_Aim of the exercise_
Beginning with the first line, please repeat the entries exactly and end on the line that contains "let (width, height)".

(Extracted information begins)

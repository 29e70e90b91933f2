use std::error::Error;

use barcodism::builder::Encoder;
use barcodism::symbology::resolve;
use barcodism::ECLevel;

fn main() -> Result<(), Box<dyn Error>> {
    // Type key and payload from the command line, QR by default
    let mut args = std::env::args().skip(1);
    let kind = args.next().unwrap_or_else(|| "qr".to_string());
    let data = args.next().unwrap_or_else(|| "Hello, World!".to_string());

    let symbology = resolve(&kind)?;
    let (width, height) = if symbology.format().is_matrix() { (300, 300) } else { (500, 150) };

    // Exact output size, EC level only matters for QR
    let img = Encoder::new(&data, symbology).size(width, height).ec_level(ECLevel::M).build()?;

    let path = format!("{kind}.png");
    img.save(&path)?;

    println!("{} barcode saved to: {}", symbology.format(), path);
    Ok(())
}
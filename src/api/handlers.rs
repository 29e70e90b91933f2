use std::collections::HashMap;
use std::str::FromStr;

use axum::{
    extract::{FromRequest, Multipart, Query, Request, State},
    http::{header, HeaderMap},
    response::{IntoResponse, Response},
    Json,
};
use base64::{engine::general_purpose::STANDARD, Engine as _};
use chrono::{DateTime, Utc};
use serde::{Deserialize, Serialize};
use tracing::debug;
use uuid::Uuid;

use super::error::ApiError;
use super::AppState;
use crate::builder::DEFAULT_SIZE;
use crate::common::charset::Charset;
use crate::reader::{DecodeHints, DecodedResult};
use crate::service::ServiceError;
use crate::symbology::BarcodeFormat;

// Generate
//------------------------------------------------------------------------------

fn default_size() -> u32 {
    DEFAULT_SIZE
}

#[derive(Debug, Deserialize)]
pub struct GenerateQuery {
    #[serde(rename = "type")]
    kind: String,
    data: String,
    #[serde(default = "default_size")]
    width: u32,
    #[serde(default = "default_size")]
    height: u32,
    #[serde(default)]
    store: bool,
}

#[derive(Debug, Serialize, Deserialize)]
#[serde(rename_all = "camelCase")]
pub struct GenerateResponse {
    #[serde(skip_serializing_if = "Option::is_none", default)]
    pub id: Option<Uuid>,
    /// Base64 PNG
    pub image_bytes: String,
    pub created_at: DateTime<Utc>,
}

pub async fn generate(
    State(state): State<AppState>,
    query: Result<Query<GenerateQuery>, axum::extract::rejection::QueryRejection>,
) -> Result<Json<GenerateResponse>, ApiError> {
    let Query(q) = query.map_err(|e| ApiError::validation(e.body_text()))?;
    let generated = state.service.generate(&q.kind, &q.data, q.width, q.height, q.store).await?;
    Ok(Json(GenerateResponse {
        id: generated.id,
        image_bytes: STANDARD.encode(&generated.bytes),
        created_at: generated.created_at,
    }))
}

// Get barcode
//------------------------------------------------------------------------------

#[derive(Debug, Deserialize)]
pub struct BarcodeQuery {
    id: Option<String>,
    uuid: Option<String>,
}

pub async fn get_barcode(State(state): State<AppState>, Query(q): Query<BarcodeQuery>) -> Result<Response, ApiError> {
    let id = q.id.or(q.uuid).ok_or_else(|| ApiError::validation("id is required"))?;
    let image = state
        .service
        .find_barcode(&id)
        .await?
        .ok_or_else(|| ServiceError::NotFound(format!("No barcode stored with id {id}")))?;

    let disposition = format!("inline; filename={}.png", image.id);
    Ok(([(header::CONTENT_TYPE, "image/png".to_string()), (header::CONTENT_DISPOSITION, disposition)], image.bytes)
        .into_response())
}

// Read
//------------------------------------------------------------------------------

#[derive(Debug, Deserialize)]
pub struct ReadRequest {
    /// Base64 image
    data: String,
}

#[derive(Debug, Serialize, Deserialize)]
pub struct ReadResponse {
    pub timestamp: i64,
    pub text: String,
    pub format: BarcodeFormat,
}

impl From<DecodedResult> for ReadResponse {
    fn from(res: DecodedResult) -> Self {
        Self { timestamp: res.timestamp_millis, text: res.text, format: res.format }
    }
}

fn parse_flag(name: &str, value: &str) -> Result<bool, ApiError> {
    match value.trim().to_ascii_lowercase().as_str() {
        "" | "true" | "1" => Ok(true),
        "false" | "0" => Ok(false),
        _ => Err(ApiError::validation(format!("hint[{name}] must be true or false"))),
    }
}

/// Reads `hint[NAME]=value` query parameters. Unknown hints are ignored.
pub fn parse_hints(params: &HashMap<String, String>) -> Result<DecodeHints, ApiError> {
    let mut hints = DecodeHints::default();
    for (key, value) in params {
        let Some(name) = key.strip_prefix("hint[").and_then(|k| k.strip_suffix(']')) else {
            continue;
        };
        match name.to_ascii_uppercase().as_str() {
            "TRY_HARDER" => hints.try_harder = parse_flag(name, value)?,
            "PURE_BARCODE" => hints.pure_barcode = parse_flag(name, value)?,
            "CODE39_FULL_ASCII" => hints.code39_full_ascii = parse_flag(name, value)?,
            "POSSIBLE_FORMATS" => {
                hints.possible_formats = value
                    .split(',')
                    .filter(|f| !f.trim().is_empty())
                    .map(BarcodeFormat::from_str)
                    .collect::<Result<_, _>>()
                    .map_err(ServiceError::from)?;
            }
            "CHARACTER_SET" => {
                let cs = Charset::for_label(value)
                    .map_err(|_| ApiError::validation(format!("Unsupported character set: {value}")))?;
                hints.character_set = Some(cs);
            }
            _ => debug!(hint = name, "Ignoring unknown hint"),
        }
    }
    Ok(hints)
}

fn content_type(headers: &HeaderMap) -> String {
    headers
        .get(header::CONTENT_TYPE)
        .and_then(|v| v.to_str().ok())
        .unwrap_or_default()
        .to_ascii_lowercase()
}

// First file part, or the part named `data` or `file` when there is one
async fn image_from_multipart(mut multipart: Multipart) -> Result<Vec<u8>, ApiError> {
    let mut fallback = None;
    while let Some(field) = multipart.next_field().await.map_err(|e| ApiError::validation(e.body_text()))? {
        let named = matches!(field.name(), Some("data") | Some("file"));
        let is_file = field.file_name().is_some();
        if !named && (!is_file || fallback.is_some()) {
            continue;
        }
        let bytes = field.bytes().await.map_err(|e| ApiError::validation(e.body_text()))?;
        if named {
            return Ok(bytes.to_vec());
        }
        fallback = Some(bytes.to_vec());
    }
    fallback.ok_or_else(|| ApiError::validation("Multipart body has no image part"))
}

pub async fn read(
    State(state): State<AppState>,
    Query(params): Query<HashMap<String, String>>,
    req: Request,
) -> Result<Json<ReadResponse>, ApiError> {
    let hints = parse_hints(&params)?;
    let ct = content_type(req.headers());

    let res = if ct.starts_with("multipart/form-data") {
        let multipart = Multipart::from_request(req, &state).await.map_err(|e| ApiError::validation(e.body_text()))?;
        let bytes = image_from_multipart(multipart).await?;
        state.service.read(bytes, hints).await?
    } else if ct.starts_with("application/json") {
        let Json(body) =
            Json::<ReadRequest>::from_request(req, &state).await.map_err(|e| ApiError::validation(e.body_text()))?;
        state.service.read_base64(&body.data, hints).await?
    } else {
        return Err(ApiError::validation("Content-Type must be multipart/form-data or application/json"));
    };
    Ok(Json(res.into()))
}
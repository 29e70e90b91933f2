//! Environment configuration, read once at startup.

use std::env;
use std::path::PathBuf;
use std::str::FromStr;

use anyhow::{anyhow, Context};

use crate::api::DEFAULT_CONCURRENCY_LIMIT;
use crate::service::DEFAULT_MAX_DIMENSION;

const SERVER_HOST: &str = "0.0.0.0";
const SERVER_PORT: u16 = 8080;
const STORAGE_PATH: &str = "./data/barcodes";
const MAX_UPLOAD_BYTES: usize = 10 * 1024 * 1024;

#[derive(Debug, Clone, PartialEq, Eq)]
pub enum StorageBackend {
    None,
    Memory,
    Local(PathBuf),
}

#[derive(Debug, Clone, Copy, PartialEq, Eq, Default)]
pub enum LogFormat {
    #[default]
    Compact,
    Json,
}

impl FromStr for LogFormat {
    type Err = anyhow::Error;

    fn from_str(s: &str) -> Result<Self, Self::Err> {
        match s.trim().to_ascii_lowercase().as_str() {
            "compact" => Ok(Self::Compact),
            "json" => Ok(Self::Json),
            other => Err(anyhow!("expected compact or json, got {other}")),
        }
    }
}

#[derive(Debug, Clone)]
pub struct Config {
    pub host: String,
    pub port: u16,
    pub storage: StorageBackend,
    pub max_upload_bytes: usize,
    pub max_dimension: u32,
    pub concurrency_limit: usize,
    pub log_format: LogFormat,
}

impl Default for Config {
    fn default() -> Self {
        Self {
            host: SERVER_HOST.to_string(),
            port: SERVER_PORT,
            storage: StorageBackend::None,
            max_upload_bytes: MAX_UPLOAD_BYTES,
            max_dimension: DEFAULT_MAX_DIMENSION,
            concurrency_limit: DEFAULT_CONCURRENCY_LIMIT,
            log_format: LogFormat::Compact,
        }
    }
}

// Parses an optional variable, naming it in the error
fn parse_var<T>(lookup: &impl Fn(&str) -> Option<String>, name: &str, default: T) -> anyhow::Result<T>
where
    T: FromStr,
    T::Err: std::fmt::Display,
{
    match lookup(name) {
        Some(v) if !v.trim().is_empty() => {
            v.trim().parse().map_err(|e| anyhow!("{e}")).with_context(|| format!("{name} is invalid: {v:?}"))
        }
        _ => Ok(default),
    }
}

impl Config {
    /// Loads `.env` when present, then reads the process environment.
    pub fn from_env() -> anyhow::Result<Self> {
        dotenvy::dotenv().ok();
        Self::from_lookup(|name| env::var(name).ok())
    }

    pub fn from_lookup(lookup: impl Fn(&str) -> Option<String>) -> anyhow::Result<Self> {
        let defaults = Self::default();
        let storage = match lookup("STORAGE_BACKEND").unwrap_or_default().trim().to_ascii_lowercase().as_str() {
            "" | "none" => StorageBackend::None,
            "memory" => StorageBackend::Memory,
            "local" => StorageBackend::Local(lookup("STORAGE_PATH").unwrap_or_else(|| STORAGE_PATH.to_string()).into()),
            other => return Err(anyhow!("STORAGE_BACKEND is invalid: expected none, memory or local, got {other:?}")),
        };

        let config = Self {
            host: lookup("SERVER_HOST").filter(|h| !h.trim().is_empty()).unwrap_or(defaults.host),
            port: parse_var(&lookup, "SERVER_PORT", defaults.port)?,
            storage,
            max_upload_bytes: parse_var(&lookup, "MAX_UPLOAD_BYTES", defaults.max_upload_bytes)?,
            max_dimension: parse_var(&lookup, "MAX_DIMENSION", defaults.max_dimension)?,
            concurrency_limit: parse_var(&lookup, "HTTP_CONCURRENCY_LIMIT", defaults.concurrency_limit)?,
            log_format: parse_var(&lookup, "LOG_FORMAT", defaults.log_format)?,
        };
        if config.max_dimension == 0 {
            return Err(anyhow!("MAX_DIMENSION must be positive"));
        }
        Ok(config)
    }

    pub fn addr(&self) -> String {
        format!("{}:{}", self.host, self.port)
    }
}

(Extracted information ends)

_Response for this exercise_
repository 29e70e90b91933f2
use std::error::Error;

use barcodism::builder::Encoder;
use barcodism::symbology::resolve;
use barcodism::ECLevel;

fn main() -> Result<(), Box<dyn Error>> {
    // Type key and payload from the command line, QR by default
    let mut args = std::env::args().skip(1);
    let kind = args.next().unwrap_or_else(|| "qr".to_string());
    let data = args.next().unwrap_or_else(|| "Hello, World!".to_string());

    let symbology = resolve(&kind)?;
    let (width, height) = if symbology.format().is_matrix() { (300, 300) } else { (500, 150) };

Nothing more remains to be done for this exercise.